ORLANDO THOMÉ CORDEIRO - Consultor em estratégia
O Supremo Tribunal Federal (STF), como instituição republicana, tem cumprido um papel absolutamente decisivo na defesa do Estado de direito democrático. Sempre que há alguma tentativa do Poder Executivo ou do Poder Legislativo de atuar fora das quatro linhas apresentando medidas e propostas que ferem a Constituição, lá está o Supremo para impedir.
Nas últimas décadas, não foram poucas as ocasiões em que isso aconteceu, mas a Corte, quando acionada, correspondeu ao que se espera de uma instituição republicana, cujo papel é salvaguardar a Carta Magna. É natural que as decisões do Supremo sobre temas polêmicos na sociedade acabem por contrariar alguns segmentos enquanto agradam a outros tantos. Isso é do jogo. O fundamental é manter o princípio de que qualquer decisão tomada precisa ser respeitada.
É bom ressaltar que, desde a redemocratização, os presidentes eleitos tiveram a oportunidade de fazer diversas indicações que foram submetidas ao Senado, sendo todas elas aprovadas: Collor (4), Itamar (1), FHC (3), Lula (8), Dilma (5), Temer (1) e Bolsonaro (2). Com isso, tivemos várias composições nas 11 cadeiras que compõem seu plenário.
Em 2002, houve uma mudança importante. A partir de agosto daquele ano as sessões passaram a ser transmitidas ao vivo pela TV Justiça. No primeiro momento, tal decisão foi muito bem recebida pela sociedade como um sinal de maior transparência. Porém, hoje há questionamentos, um vez que a maioria dos ministros passou a usufruir de uma visibilidade semelhante à de celebridades. Boa parte dos integrantes adotou um comportamento em que não escondem o apetite quase voraz por holofotes, seja no momento em que proferem longuíssimos votos, seja quando travam debates que muitas vezes se assemelham a uma luta no ringue.

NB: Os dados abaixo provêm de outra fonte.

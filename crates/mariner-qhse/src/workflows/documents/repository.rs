use chrono::{DateTime, Utc};
use serde::Deserialize;

use super::catalog::DocumentKind;
use super::domain::{DocumentId, DocumentRecord};
use super::form_code::SequenceKey;
use super::status::ApprovalStatus;

/// Storage abstraction so the service module can be exercised in isolation.
pub trait DocumentRepository: Send + Sync {
    fn insert(&self, record: DocumentRecord) -> Result<DocumentRecord, RepositoryError>;
    fn update(&self, record: DocumentRecord) -> Result<(), RepositoryError>;
    fn fetch(&self, id: &DocumentId) -> Result<Option<DocumentRecord>, RepositoryError>;
    fn remove(&self, id: &DocumentId) -> Result<Option<DocumentRecord>, RepositoryError>;
    /// Link `id` to its successor. Fails with `Conflict` when `id` already has one, so two
    /// racing re-uploads cannot both extend the same revision.
    fn mark_superseded(
        &self,
        id: &DocumentId,
        successor: &DocumentId,
        at: DateTime<Utc>,
    ) -> Result<(), RepositoryError>;
    fn list(&self, filter: &DocumentFilter) -> Result<Vec<DocumentRecord>, RepositoryError>;
    /// Allocate the next form-code sequence number (starting at 1) for the key.
    fn next_sequence(&self, key: SequenceKey) -> Result<u32, RepositoryError>;
    /// Allocate the next document number (starting at 1). Numbers are never handed out twice.
    fn next_document_number(&self) -> Result<u64, RepositoryError>;
}

/// Error enumeration for repository failures.
#[derive(Debug, thiserror::Error)]
pub enum RepositoryError {
    #[error("record already exists")]
    Conflict,
    #[error("record not found")]
    NotFound,
    #[error("repository unavailable: {0}")]
    Unavailable(String),
}

/// Query parameters accepted by list endpoints.
#[derive(Debug, Clone, Default, PartialEq, Eq, Deserialize)]
pub struct ListQuery {
    #[serde(default)]
    pub kind: Option<DocumentKind>,
    #[serde(default)]
    pub year: Option<i32>,
    #[serde(default, alias = "filter")]
    pub status: Option<ApprovalStatus>,
    #[serde(default)]
    pub include_superseded: bool,
}

/// Selection criteria applied by repositories.
#[derive(Debug, Clone, Default, PartialEq, Eq)]
pub struct DocumentFilter {
    pub kind: Option<DocumentKind>,
    pub year: Option<i32>,
    /// Empty means any status.
    pub statuses: Vec<ApprovalStatus>,
    pub include_superseded: bool,
}

impl DocumentFilter {
    /// Current revisions waiting on a reviewer.
    pub fn review_queue(kind: Option<DocumentKind>) -> Self {
        Self {
            kind,
            year: None,
            statuses: vec![ApprovalStatus::Pending, ApprovalStatus::UnderReview],
            include_superseded: false,
        }
    }

    pub fn matches(&self, record: &DocumentRecord) -> bool {
        self.kind.map_or(true, |kind| record.kind == kind)
            && self.year.map_or(true, |year| record.year == year)
            && (self.statuses.is_empty() || self.statuses.contains(&record.status))
            && (self.include_superseded || record.is_current())
    }
}

impl From<ListQuery> for DocumentFilter {
    fn from(query: ListQuery) -> Self {
        Self {
            kind: query.kind,
            year: query.year,
            statuses: query.status.into_iter().collect(),
            include_superseded: query.include_superseded,
        }
    }
}
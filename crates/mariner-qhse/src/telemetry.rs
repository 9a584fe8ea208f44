use crate::config::{AppEnvironment, TelemetryConfig};
use std::fmt;
use tracing_subscriber::filter::ParseError;
use tracing_subscriber::EnvFilter;

#[derive(Debug)]
pub enum TelemetryError {
    EnvFilter { value: String, source: ParseError },
    Subscriber(Box<dyn std::error::Error + Send + Sync>),
}

impl fmt::Display for TelemetryError {
    fn fmt(&self, f: &mut fmt::Formatter<'_>) -> fmt::Result {
        match self {
            TelemetryError::EnvFilter { value, .. } => {
                write!(
                    f,
                    "invalid log level/filter '{}': unable to build EnvFilter",
                    value
                )
            }
            TelemetryError::Subscriber(err) => write!(f, "telemetry error: {err}"),
        }
    }
}

impl std::error::Error for TelemetryError {
    fn source(&self) -> Option<&(dyn std::error::Error + 'static)> {
        match self {
            TelemetryError::EnvFilter { source, .. } => Some(source),
            TelemetryError::Subscriber(err) => Some(&**err),
        }
    }
}

/// Build the filter from `RUST_LOG` when present, falling back to the configured level.
pub fn env_filter(config: &TelemetryConfig) -> Result<EnvFilter, TelemetryError> {
    if let Ok(filter) = EnvFilter::try_from_default_env() {
        return Ok(filter);
    }

    EnvFilter::try_new(&config.log_level).map_err(|source| TelemetryError::EnvFilter {
        value: config.log_level.clone(),
        source,
    })
}

/// Install the global subscriber. ANSI colours are only emitted in development.
pub fn init(config: &TelemetryConfig, environment: AppEnvironment) -> Result<(), TelemetryError> {
    let filter = env_filter(config)?;

    tracing_subscriber::fmt()
        .with_env_filter(filter)
        .with_target(environment != AppEnvironment::Production)
        .compact()
        .with_ansi(environment == AppEnvironment::Development)
        .try_init()
        .map_err(TelemetryError::Subscriber)
}

#[cfg(test)]
mod tests {
    use super::*;

    #[test]
    fn rejects_malformed_filter() {
        if std::env::var("RUST_LOG").is_ok() {
            return;
        }
        let config = TelemetryConfig {
            log_level: "mariner_qhse=notalevel".to_string(),
        };
        let err = env_filter(&config).expect_err("filter must not parse");
        assert!(err.to_string().contains("mariner_qhse=notalevel"));
    }
}
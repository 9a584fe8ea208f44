use std::sync::Arc;

use axum::{
    extract::{
        multipart::{MultipartError, MultipartRejection},
        rejection::{JsonRejection, QueryRejection},
        DefaultBodyLimit, Multipart, Path, Query, State,
    },
    http::{header, StatusCode},
    response::{IntoResponse, Response},
    routing::get,
    Json, Router,
};
use serde::de::DeserializeOwned;
use serde::{Deserialize, Serialize};

use super::catalog::{catalog, DocumentKind};
use super::domain::{
    DocumentId, DocumentPatch, DocumentRecord, DocumentView, NewDocument, RevisionRequest,
    StatusRequest,
};
use super::form_code::FormCode;
use super::repository::{DocumentFilter, DocumentRepository, ListQuery, RepositoryError};
use super::service::{DocumentService, DocumentServiceError};
use super::status::TransitionPolicy;
use super::storage::{ObjectStore, StorageError};
use super::upload::FileUpload;
use crate::envelope;

/// Room for multipart boundaries and the metadata part on top of the file itself.
const MULTIPART_OVERHEAD: u64 = 1024 * 1024;

/// Router builder exposing the document register, review queue, and file endpoints.
pub fn document_router<R, S>(service: Arc<DocumentService<R, S>>) -> Router
where
    R: DocumentRepository + 'static,
    S: ObjectStore + 'static,
{
    let body_limit = service
        .settings()
        .upload_ceiling
        .saturating_add(MULTIPART_OVERHEAD);
    let body_limit = usize::try_from(body_limit).unwrap_or(usize::MAX);

    Router::new()
        .route("/api/v1/document-kinds", get(kinds_handler))
        .route(
            "/api/v1/documents",
            get(list_handler::<R, S>).post(create_handler::<R, S>),
        )
        .route(
            "/api/v1/documents/:document_id",
            get(detail_handler::<R, S>)
                .patch(update_handler::<R, S>)
                .delete(delete_handler::<R, S>),
        )
        .route(
            "/api/v1/documents/:document_id/status",
            axum::routing::patch(status_handler::<R, S>),
        )
        .route(
            "/api/v1/documents/:document_id/revisions",
            get(revisions_handler::<R, S>).post(reupload_handler::<R, S>),
        )
        .route(
            "/api/v1/documents/:document_id/download",
            get(download_handler::<R, S>),
        )
        .route("/api/v1/review-queue", get(review_queue_handler::<R, S>))
        .layer(DefaultBodyLimit::max(body_limit))
        .with_state(service)
}

#[derive(Debug, Default, Deserialize)]
pub(crate) struct DownloadQuery {
    #[serde(default)]
    section: Option<String>,
}

#[derive(Debug, Default, Deserialize)]
pub(crate) struct QueueQuery {
    #[serde(default)]
    kind: Option<DocumentKind>,
}

#[derive(Debug, Serialize)]
struct DeletionSummary {
    form_code: Option<FormCode>,
    deleted: Vec<DocumentId>,
}

pub(crate) async fn kinds_handler() -> Response {
    envelope::success(StatusCode::OK, catalog())
}

pub(crate) async fn list_handler<R, S>(
    State(service): State<Arc<DocumentService<R, S>>>,
    query: Result<Query<ListQuery>, QueryRejection>,
) -> Response
where
    R: DocumentRepository + 'static,
    S: ObjectStore + 'static,
{
    let Query(query) = match query {
        Ok(query) => query,
        Err(rejection) => return envelope::failure(rejection.status(), rejection.body_text()),
    };

    match service.list(&DocumentFilter::from(query)) {
        Ok(records) => envelope::success(StatusCode::OK, views(&records, policy_of(&service))),
        Err(err) => error_response(err),
    }
}

pub(crate) async fn create_handler<R, S>(
    State(service): State<Arc<DocumentService<R, S>>>,
    multipart: Result<Multipart, MultipartRejection>,
) -> Response
where
    R: DocumentRepository + 'static,
    S: ObjectStore + 'static,
{
    let multipart = match multipart {
        Ok(multipart) => multipart,
        Err(rejection) => return envelope::failure(rejection.status(), rejection.body_text()),
    };
    let (request, file) = match read_form::<NewDocument>(multipart).await {
        Ok(form) => form,
        Err(response) => return response,
    };

    match service.create(request, file) {
        Ok(record) => envelope::success(StatusCode::CREATED, record.view(policy_of(&service))),
        Err(err) => error_response(err),
    }
}

pub(crate) async fn detail_handler<R, S>(
    State(service): State<Arc<DocumentService<R, S>>>,
    Path(document_id): Path<String>,
) -> Response
where
    R: DocumentRepository + 'static,
    S: ObjectStore + 'static,
{
    match service.get(&DocumentId(document_id)) {
        Ok(record) => envelope::success(StatusCode::OK, record.view(policy_of(&service))),
        Err(err) => error_response(err),
    }
}

pub(crate) async fn update_handler<R, S>(
    State(service): State<Arc<DocumentService<R, S>>>,
    Path(document_id): Path<String>,
    payload: Result<Json<DocumentPatch>, JsonRejection>,
) -> Response
where
    R: DocumentRepository + 'static,
    S: ObjectStore + 'static,
{
    let Json(patch) = match payload {
        Ok(payload) => payload,
        Err(rejection) => return envelope::failure(rejection.status(), rejection.body_text()),
    };

    match service.update_metadata(&DocumentId(document_id), patch) {
        Ok(record) => envelope::success(StatusCode::OK, record.view(policy_of(&service))),
        Err(err) => error_response(err),
    }
}

pub(crate) async fn delete_handler<R, S>(
    State(service): State<Arc<DocumentService<R, S>>>,
    Path(document_id): Path<String>,
) -> Response
where
    R: DocumentRepository + 'static,
    S: ObjectStore + 'static,
{
    match service.delete(&DocumentId(document_id)) {
        Ok(removed) => {
            let summary = DeletionSummary {
                form_code: removed.first().map(|record| record.form_code.clone()),
                deleted: removed.into_iter().map(|record| record.id).collect(),
            };
            envelope::success(StatusCode::OK, summary)
        }
        Err(err) => error_response(err),
    }
}

pub(crate) async fn status_handler<R, S>(
    State(service): State<Arc<DocumentService<R, S>>>,
    Path(document_id): Path<String>,
    payload: Result<Json<StatusRequest>, JsonRejection>,
) -> Response
where
    R: DocumentRepository + 'static,
    S: ObjectStore + 'static,
{
    let Json(request) = match payload {
        Ok(payload) => payload,
        Err(rejection) => return envelope::failure(rejection.status(), rejection.body_text()),
    };

    match service.transition(&DocumentId(document_id), request) {
        Ok(record) => envelope::success(StatusCode::OK, record.view(policy_of(&service))),
        Err(err) => error_response(err),
    }
}

pub(crate) async fn reupload_handler<R, S>(
    State(service): State<Arc<DocumentService<R, S>>>,
    Path(document_id): Path<String>,
    multipart: Result<Multipart, MultipartRejection>,
) -> Response
where
    R: DocumentRepository + 'static,
    S: ObjectStore + 'static,
{
    let multipart = match multipart {
        Ok(multipart) => multipart,
        Err(rejection) => return envelope::failure(rejection.status(), rejection.body_text()),
    };
    let (request, file) = match read_form::<RevisionRequest>(multipart).await {
        Ok(form) => form,
        Err(response) => return response,
    };
    let Some(file) = file else {
        return envelope::failure(StatusCode::BAD_REQUEST, "missing 'file' form field");
    };

    match service.reupload(&DocumentId(document_id), request, file) {
        Ok(record) => envelope::success(StatusCode::CREATED, record.view(policy_of(&service))),
        Err(err) => error_response(err),
    }
}

pub(crate) async fn revisions_handler<R, S>(
    State(service): State<Arc<DocumentService<R, S>>>,
    Path(document_id): Path<String>,
) -> Response
where
    R: DocumentRepository + 'static,
    S: ObjectStore + 'static,
{
    match service.revisions(&DocumentId(document_id)) {
        Ok(records) => envelope::success(StatusCode::OK, views(&records, policy_of(&service))),
        Err(err) => error_response(err),
    }
}

pub(crate) async fn download_handler<R, S>(
    State(service): State<Arc<DocumentService<R, S>>>,
    Path(document_id): Path<String>,
    query: Result<Query<DownloadQuery>, QueryRejection>,
) -> Response
where
    R: DocumentRepository + 'static,
    S: ObjectStore + 'static,
{
    let Query(query) = match query {
        Ok(query) => query,
        Err(rejection) => return envelope::failure(rejection.status(), rejection.body_text()),
    };

    match service.download(&DocumentId(document_id), query.section.as_deref()) {
        Ok((attachment, bytes)) => (
            StatusCode::OK,
            [
                (header::CONTENT_TYPE, attachment.content_type.clone()),
                (
                    header::CONTENT_DISPOSITION,
                    content_disposition(&attachment.original_name),
                ),
            ],
            bytes,
        )
            .into_response(),
        Err(err) => error_response(err),
    }
}

pub(crate) async fn review_queue_handler<R, S>(
    State(service): State<Arc<DocumentService<R, S>>>,
    query: Result<Query<QueueQuery>, QueryRejection>,
) -> Response
where
    R: DocumentRepository + 'static,
    S: ObjectStore + 'static,
{
    let Query(query) = match query {
        Ok(query) => query,
        Err(rejection) => return envelope::failure(rejection.status(), rejection.body_text()),
    };

    match service.review_queue(query.kind) {
        Ok(records) => envelope::success(StatusCode::OK, views(&records, policy_of(&service))),
        Err(err) => error_response(err),
    }
}

fn policy_of<R, S>(service: &DocumentService<R, S>) -> TransitionPolicy
where
    R: DocumentRepository + 'static,
    S: ObjectStore + 'static,
{
    service.settings().transition_policy
}

fn views(records: &[DocumentRecord], policy: TransitionPolicy) -> Vec<DocumentView> {
    records.iter().map(|record| record.view(policy)).collect()
}

/// Map service failures onto status codes: 400 for bad input, 404 for missing records or files,
/// 409 for revision and storage-key conflicts, 500 for everything else.
pub(crate) fn error_response(err: DocumentServiceError) -> Response {
    let status = match &err {
        DocumentServiceError::Validation(_)
        | DocumentServiceError::Upload(_)
        | DocumentServiceError::Transition(_) => StatusCode::BAD_REQUEST,
        DocumentServiceError::NotFound(_)
        | DocumentServiceError::MissingAttachment { .. }
        | DocumentServiceError::MissingObject(_)
        | DocumentServiceError::Repository(RepositoryError::NotFound) => StatusCode::NOT_FOUND,
        DocumentServiceError::Superseded(_)
        | DocumentServiceError::StaleRevision { .. }
        | DocumentServiceError::Repository(RepositoryError::Conflict)
        | DocumentServiceError::Storage(StorageError::AlreadyExists(_)) => StatusCode::CONFLICT,
        DocumentServiceError::Repository(RepositoryError::Unavailable(_))
        | DocumentServiceError::Storage(_) => StatusCode::INTERNAL_SERVER_ERROR,
    };

    if status.is_server_error() {
        tracing::error!(error = %err, "document request failed");
    }
    envelope::failure(status, err.to_string())
}

/// Collect the `metadata` JSON part, the optional `file` part, and an optional `section` part.
async fn read_form<M: DeserializeOwned>(
    mut multipart: Multipart,
) -> Result<(M, Option<FileUpload>), Response> {
    let mut metadata = None;
    let mut file = None;
    let mut section = None;

    while let Some(field) = multipart.next_field().await.map_err(multipart_failure)? {
        let name = field.name().unwrap_or_default().to_string();
        match name.as_str() {
            "metadata" => {
                let text = field.text().await.map_err(multipart_failure)?;
                let parsed = serde_json::from_str::<M>(&text).map_err(|err| {
                    envelope::failure(StatusCode::BAD_REQUEST, format!("invalid metadata: {err}"))
                })?;
                metadata = Some(parsed);
            }
            "file" => {
                let file_name = field.file_name().unwrap_or_default().to_string();
                let content_type = field.content_type().map(str::to_string);
                let bytes = field.bytes().await.map_err(multipart_failure)?;
                file = Some(FileUpload {
                    file_name,
                    content_type,
                    section: None,
                    bytes: bytes.to_vec(),
                });
            }
            "section" => section = Some(field.text().await.map_err(multipart_failure)?),
            _ => {}
        }
    }

    let metadata = metadata.ok_or_else(|| {
        envelope::failure(StatusCode::BAD_REQUEST, "missing 'metadata' form field")
    })?;
    let file = file.map(|mut upload| {
        upload.section = section;
        upload
    });
    Ok((metadata, file))
}

fn multipart_failure(err: MultipartError) -> Response {
    envelope::failure(err.status(), err.body_text())
}

fn content_disposition(file_name: &str) -> String {
    let safe: String = file_name
        .chars()
        .map(|ch| {
            if ch.is_ascii() && !ch.is_ascii_control() && ch != '"' && ch != '\\' {
                ch
            } else {
                '_'
            }
        })
        .collect();
    format!("attachment; filename=\"{safe}\"")
}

Assim, seria interessante um passo atrás, passando a adotar o modelo da Suprema Corte dos Estados Unidos, em que a sociedade tem conhecimento da decisão tomada pelo colegiado sem a divulgação do voto de cada juiz. Aliás, poderíamos também mudar o título de ministro para juiz no caso brasileiro.
Entretanto, há situações mais graves que precisam ser criticadas firmemente. Na semana passada, a mídia noticiou que Kassio Nunes Marques fez uma viagem ao exterior com as despesas bancadas por um advogado. O tour incluiu a final da Liga dos Campeões, Roland Garros e GP de Mônaco. O custo da viagem foi de, pelo menos, R$ 250 mil. O ministro fez a viagem na companhia de pelo menos um de seus filhos.
A aeronave, de prefixo PR-XXI, é um luxuoso Citation X que tem como sócio o advogado Vinícius Peixoto Gonçalves, que atua em processos em curso no STF e foi denunciado pelo Ministério Público Federal como operador financeiro do ex-ministro de Minas e Energia Edison Lobão. O nome dele apareceu nas investigações sobre pagamentos de propina relacionados às obras da usina nuclear de Angra 3.
Outra situação absolutamente condenável é vermos o ministro Gilmar Mendes ser proprietário de uma instituição educacional, o IDP. Isso, por si só, já soa estranho, mas, por meio do IDP, ele vive a promover eventos em Portugal, em períodos de funcionamento regular do STF. Nessas ocasiões, ele convida lideranças políticas, empresários, parlamentares, advogados e membros do Poder Executivo com a justificativa de serem seminários técnicos para discutir alguma questão relevante. Só que na realidade são verdadeiros convescotes voltados a negociações políticas.
Ora, o que a maioria da sociedade espera de integrantes da mais alta corte do país é que sejam tecnicamente competentes, tenham reputação ilibada e adotem um comportamento de sobriedade em sintonia com o cargo que ocupam e a função que desempenham. Vivemos uma conjuntura em que a extrema direita bolsonarista, sob a liderança do presidente, vem desferindo uma série de ataques ao STF. É evidente que precisamos reafirmar a defesa inconteste da instituição, um dos pilares da República.
O problema é que comportamentos inadequados como os citados acima acabam por jogar lenha na fogueira ateada por quem não tem compromisso com a democracia. Por isso, os verdadeiros democratas devem ser os primeiros a fazer as críticas a esses desvios. Em outras palavras, para defender a instituição não se pode passar pano nos erros, sob pena de vermos crescer o sentimento contrário à instituição.
Na atual composição da Corte, temos um bom exemplo que deveria ser seguido. Refiro-me à ministra Rosa Weber. Discrição, comedimento e temperança são suas marcas. Ah, se todos fossem iguais a ela.